**Task directions:** Where does the string "EndReason" appear in the records? Copy every line that contains it.

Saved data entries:
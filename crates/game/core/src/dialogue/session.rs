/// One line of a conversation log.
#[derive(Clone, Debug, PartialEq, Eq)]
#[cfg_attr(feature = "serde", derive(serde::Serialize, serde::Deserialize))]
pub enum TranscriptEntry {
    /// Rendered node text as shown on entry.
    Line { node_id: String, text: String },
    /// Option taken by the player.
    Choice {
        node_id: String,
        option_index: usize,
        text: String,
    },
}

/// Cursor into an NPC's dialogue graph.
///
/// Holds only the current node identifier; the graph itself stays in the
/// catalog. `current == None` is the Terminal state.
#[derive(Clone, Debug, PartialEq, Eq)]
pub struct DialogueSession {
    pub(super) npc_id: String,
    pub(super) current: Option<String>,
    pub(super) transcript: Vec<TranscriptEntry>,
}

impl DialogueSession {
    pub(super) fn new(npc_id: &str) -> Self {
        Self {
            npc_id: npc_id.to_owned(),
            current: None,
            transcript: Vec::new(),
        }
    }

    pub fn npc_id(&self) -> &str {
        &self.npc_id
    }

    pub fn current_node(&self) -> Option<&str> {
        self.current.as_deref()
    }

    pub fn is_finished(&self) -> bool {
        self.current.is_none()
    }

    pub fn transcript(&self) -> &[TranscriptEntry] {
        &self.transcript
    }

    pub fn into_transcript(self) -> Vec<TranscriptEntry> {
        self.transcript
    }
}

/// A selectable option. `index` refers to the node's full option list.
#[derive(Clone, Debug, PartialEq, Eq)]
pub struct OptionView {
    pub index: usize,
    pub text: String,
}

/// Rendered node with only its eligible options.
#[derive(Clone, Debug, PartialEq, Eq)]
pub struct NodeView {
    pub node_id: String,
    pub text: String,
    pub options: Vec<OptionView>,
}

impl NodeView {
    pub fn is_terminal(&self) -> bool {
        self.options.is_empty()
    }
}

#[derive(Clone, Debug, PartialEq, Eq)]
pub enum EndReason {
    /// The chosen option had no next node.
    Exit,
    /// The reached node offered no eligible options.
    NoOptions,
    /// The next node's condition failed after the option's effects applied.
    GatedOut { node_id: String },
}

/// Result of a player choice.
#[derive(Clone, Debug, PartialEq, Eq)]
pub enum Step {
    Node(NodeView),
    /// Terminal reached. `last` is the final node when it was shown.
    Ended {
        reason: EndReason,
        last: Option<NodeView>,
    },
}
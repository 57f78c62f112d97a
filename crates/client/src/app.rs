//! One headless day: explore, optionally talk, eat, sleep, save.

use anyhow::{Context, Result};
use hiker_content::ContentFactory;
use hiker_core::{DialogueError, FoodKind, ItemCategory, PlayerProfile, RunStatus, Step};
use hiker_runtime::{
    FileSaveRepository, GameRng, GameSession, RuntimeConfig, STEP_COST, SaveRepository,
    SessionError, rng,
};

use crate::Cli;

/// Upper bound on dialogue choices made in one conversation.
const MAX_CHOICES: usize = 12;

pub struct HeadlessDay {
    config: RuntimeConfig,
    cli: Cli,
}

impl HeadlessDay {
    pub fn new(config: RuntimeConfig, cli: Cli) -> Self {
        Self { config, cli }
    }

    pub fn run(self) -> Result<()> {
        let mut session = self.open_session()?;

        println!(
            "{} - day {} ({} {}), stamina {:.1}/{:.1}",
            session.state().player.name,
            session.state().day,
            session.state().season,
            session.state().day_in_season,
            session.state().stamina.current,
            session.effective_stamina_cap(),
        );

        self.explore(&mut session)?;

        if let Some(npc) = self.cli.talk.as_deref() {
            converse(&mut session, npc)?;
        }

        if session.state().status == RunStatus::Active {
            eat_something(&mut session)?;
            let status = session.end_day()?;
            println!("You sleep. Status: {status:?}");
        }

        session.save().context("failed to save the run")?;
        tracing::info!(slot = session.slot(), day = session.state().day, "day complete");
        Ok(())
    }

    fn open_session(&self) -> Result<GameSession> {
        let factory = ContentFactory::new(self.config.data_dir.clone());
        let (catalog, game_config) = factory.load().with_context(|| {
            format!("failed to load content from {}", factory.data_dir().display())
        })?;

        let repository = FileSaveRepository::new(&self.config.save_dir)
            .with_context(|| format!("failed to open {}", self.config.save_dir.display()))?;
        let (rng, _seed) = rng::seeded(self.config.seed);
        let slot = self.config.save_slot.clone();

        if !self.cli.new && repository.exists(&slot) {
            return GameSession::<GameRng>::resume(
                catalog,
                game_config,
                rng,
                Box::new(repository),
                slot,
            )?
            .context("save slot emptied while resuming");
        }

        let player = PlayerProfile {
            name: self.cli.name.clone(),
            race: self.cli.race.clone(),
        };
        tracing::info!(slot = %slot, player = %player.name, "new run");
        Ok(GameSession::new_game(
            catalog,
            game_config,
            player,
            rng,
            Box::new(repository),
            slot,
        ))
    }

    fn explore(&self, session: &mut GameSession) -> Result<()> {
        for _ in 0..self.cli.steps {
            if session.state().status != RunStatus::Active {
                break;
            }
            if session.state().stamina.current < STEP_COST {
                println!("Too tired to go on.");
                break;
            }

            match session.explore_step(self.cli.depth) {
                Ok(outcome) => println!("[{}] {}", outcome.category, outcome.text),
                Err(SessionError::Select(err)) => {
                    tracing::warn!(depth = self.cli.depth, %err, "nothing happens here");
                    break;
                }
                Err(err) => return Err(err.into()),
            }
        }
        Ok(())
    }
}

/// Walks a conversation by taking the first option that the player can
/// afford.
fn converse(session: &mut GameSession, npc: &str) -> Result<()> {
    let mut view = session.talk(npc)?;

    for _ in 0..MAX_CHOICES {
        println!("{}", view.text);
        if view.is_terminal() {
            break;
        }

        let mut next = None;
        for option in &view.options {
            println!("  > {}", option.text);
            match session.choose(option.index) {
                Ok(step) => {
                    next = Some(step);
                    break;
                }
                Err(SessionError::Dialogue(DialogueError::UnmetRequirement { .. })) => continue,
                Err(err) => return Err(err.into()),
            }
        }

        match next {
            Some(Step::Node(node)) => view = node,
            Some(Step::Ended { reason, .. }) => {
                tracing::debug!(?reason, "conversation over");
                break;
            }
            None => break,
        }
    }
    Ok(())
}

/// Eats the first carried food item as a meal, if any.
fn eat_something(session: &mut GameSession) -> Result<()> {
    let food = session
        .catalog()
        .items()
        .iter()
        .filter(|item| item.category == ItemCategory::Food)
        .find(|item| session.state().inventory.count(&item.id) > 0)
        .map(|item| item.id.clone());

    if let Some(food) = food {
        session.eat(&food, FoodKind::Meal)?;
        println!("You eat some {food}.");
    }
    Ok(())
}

**Written reply:**
pub enum EndReason {
        reason: EndReason,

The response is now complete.